(Task requirements)
Copy each line below that includes "tests".

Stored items
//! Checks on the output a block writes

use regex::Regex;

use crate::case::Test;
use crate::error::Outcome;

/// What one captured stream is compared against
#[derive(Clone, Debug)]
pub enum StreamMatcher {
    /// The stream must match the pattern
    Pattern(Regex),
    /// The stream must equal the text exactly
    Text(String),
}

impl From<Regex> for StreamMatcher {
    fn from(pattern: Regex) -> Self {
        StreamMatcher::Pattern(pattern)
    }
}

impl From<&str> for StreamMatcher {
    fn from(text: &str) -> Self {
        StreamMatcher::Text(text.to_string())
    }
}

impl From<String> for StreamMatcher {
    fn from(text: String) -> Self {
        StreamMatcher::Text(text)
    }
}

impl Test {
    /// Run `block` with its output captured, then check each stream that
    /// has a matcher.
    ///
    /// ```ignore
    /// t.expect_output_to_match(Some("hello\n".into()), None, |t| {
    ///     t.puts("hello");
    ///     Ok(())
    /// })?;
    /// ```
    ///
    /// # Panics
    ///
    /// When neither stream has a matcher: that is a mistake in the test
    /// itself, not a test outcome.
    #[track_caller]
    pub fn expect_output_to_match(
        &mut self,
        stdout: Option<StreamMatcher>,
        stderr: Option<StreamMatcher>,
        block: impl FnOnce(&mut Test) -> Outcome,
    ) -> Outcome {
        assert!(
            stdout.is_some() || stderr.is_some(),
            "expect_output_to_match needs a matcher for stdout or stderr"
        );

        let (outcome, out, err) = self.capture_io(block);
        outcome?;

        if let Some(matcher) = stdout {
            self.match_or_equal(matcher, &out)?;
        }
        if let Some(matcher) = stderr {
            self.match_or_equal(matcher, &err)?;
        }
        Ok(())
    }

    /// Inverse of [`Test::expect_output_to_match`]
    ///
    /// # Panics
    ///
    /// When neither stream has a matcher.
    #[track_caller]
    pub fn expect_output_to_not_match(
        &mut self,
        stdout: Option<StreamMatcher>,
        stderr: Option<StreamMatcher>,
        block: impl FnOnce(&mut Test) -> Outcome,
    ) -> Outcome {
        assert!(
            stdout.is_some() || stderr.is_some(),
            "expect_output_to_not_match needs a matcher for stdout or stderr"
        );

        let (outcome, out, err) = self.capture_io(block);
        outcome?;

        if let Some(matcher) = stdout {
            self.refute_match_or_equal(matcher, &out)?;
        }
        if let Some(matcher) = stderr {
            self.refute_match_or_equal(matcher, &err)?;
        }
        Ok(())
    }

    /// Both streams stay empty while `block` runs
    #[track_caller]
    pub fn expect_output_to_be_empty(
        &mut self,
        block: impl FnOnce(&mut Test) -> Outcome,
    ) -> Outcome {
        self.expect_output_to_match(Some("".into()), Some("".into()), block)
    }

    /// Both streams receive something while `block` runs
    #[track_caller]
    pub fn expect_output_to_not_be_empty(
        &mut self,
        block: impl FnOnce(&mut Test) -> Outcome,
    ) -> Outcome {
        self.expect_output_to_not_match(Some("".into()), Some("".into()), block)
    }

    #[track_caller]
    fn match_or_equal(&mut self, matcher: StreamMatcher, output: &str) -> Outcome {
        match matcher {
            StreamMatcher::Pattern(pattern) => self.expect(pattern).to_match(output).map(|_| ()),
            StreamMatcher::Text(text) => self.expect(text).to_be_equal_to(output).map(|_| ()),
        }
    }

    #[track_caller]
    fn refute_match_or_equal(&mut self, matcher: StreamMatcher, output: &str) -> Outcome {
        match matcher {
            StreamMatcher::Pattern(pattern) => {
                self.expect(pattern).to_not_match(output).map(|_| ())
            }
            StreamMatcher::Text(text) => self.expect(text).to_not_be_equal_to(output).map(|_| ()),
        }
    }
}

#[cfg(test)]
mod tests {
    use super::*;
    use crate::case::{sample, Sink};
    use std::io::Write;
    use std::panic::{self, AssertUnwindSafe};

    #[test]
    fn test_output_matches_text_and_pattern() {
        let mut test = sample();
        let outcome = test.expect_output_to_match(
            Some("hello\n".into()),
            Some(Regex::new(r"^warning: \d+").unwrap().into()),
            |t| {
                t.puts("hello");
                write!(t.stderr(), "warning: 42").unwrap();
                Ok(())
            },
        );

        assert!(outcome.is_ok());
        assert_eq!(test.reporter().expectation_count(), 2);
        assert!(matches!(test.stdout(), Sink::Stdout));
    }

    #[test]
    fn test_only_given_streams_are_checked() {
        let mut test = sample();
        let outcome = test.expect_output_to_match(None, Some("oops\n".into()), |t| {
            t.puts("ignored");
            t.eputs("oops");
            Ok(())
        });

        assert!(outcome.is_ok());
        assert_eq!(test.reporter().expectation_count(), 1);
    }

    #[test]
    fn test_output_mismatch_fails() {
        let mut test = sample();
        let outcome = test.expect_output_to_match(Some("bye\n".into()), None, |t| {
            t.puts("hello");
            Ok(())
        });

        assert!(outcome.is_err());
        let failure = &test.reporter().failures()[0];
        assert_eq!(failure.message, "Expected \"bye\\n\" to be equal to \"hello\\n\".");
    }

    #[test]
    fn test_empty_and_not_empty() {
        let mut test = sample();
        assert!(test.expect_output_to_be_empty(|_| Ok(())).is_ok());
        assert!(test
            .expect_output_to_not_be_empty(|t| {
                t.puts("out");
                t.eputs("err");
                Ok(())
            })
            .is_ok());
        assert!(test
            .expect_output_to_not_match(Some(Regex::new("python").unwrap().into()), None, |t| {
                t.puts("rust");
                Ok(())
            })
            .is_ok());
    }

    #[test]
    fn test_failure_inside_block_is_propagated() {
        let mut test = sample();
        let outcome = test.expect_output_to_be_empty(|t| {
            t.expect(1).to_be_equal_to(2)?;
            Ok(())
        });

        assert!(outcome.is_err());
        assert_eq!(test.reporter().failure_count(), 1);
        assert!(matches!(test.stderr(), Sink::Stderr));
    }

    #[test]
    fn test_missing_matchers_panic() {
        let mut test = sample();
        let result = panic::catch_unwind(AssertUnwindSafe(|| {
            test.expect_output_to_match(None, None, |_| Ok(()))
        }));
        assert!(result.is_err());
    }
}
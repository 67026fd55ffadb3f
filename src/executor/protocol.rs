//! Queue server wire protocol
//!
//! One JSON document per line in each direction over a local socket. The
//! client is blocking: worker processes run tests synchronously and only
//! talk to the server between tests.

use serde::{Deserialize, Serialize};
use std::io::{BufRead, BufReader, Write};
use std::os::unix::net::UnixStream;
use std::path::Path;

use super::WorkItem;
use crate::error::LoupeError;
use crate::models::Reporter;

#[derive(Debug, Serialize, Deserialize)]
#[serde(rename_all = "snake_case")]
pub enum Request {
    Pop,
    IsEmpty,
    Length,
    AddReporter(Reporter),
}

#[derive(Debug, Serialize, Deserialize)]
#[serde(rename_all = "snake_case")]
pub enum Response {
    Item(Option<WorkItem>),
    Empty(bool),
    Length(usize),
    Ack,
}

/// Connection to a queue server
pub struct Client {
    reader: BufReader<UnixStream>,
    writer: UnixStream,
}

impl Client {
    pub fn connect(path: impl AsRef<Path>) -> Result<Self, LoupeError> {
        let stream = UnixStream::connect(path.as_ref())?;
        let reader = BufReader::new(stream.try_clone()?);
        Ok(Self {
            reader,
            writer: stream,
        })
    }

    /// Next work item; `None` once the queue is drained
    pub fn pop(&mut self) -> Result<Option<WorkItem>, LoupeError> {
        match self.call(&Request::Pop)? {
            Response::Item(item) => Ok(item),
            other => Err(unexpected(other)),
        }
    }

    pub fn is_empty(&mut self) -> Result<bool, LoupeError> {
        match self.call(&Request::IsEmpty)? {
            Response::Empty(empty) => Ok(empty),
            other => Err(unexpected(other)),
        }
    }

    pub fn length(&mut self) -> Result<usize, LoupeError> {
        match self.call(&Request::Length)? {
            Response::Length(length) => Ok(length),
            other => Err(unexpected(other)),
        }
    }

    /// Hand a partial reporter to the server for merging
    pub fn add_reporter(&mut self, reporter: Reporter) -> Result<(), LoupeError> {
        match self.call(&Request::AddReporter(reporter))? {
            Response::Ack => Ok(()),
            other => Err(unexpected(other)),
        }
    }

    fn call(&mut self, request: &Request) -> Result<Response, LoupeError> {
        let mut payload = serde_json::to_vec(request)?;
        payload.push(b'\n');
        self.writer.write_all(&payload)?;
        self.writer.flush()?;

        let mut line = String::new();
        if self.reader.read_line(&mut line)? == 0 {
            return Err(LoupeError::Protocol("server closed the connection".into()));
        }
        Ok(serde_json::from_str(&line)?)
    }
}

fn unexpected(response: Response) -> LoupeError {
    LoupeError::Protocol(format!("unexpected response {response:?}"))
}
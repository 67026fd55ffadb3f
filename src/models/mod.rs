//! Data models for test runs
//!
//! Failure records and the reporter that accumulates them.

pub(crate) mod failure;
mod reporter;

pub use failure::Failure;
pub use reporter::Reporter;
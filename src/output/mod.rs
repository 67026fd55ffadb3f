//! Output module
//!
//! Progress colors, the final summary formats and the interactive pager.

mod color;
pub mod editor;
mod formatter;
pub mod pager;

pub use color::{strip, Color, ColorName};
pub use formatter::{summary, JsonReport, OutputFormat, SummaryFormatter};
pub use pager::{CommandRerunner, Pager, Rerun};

(Output of the task)
mod tests {
//! client is blocking: worker processes run tests synchronously and only
//! talk to the server between tests.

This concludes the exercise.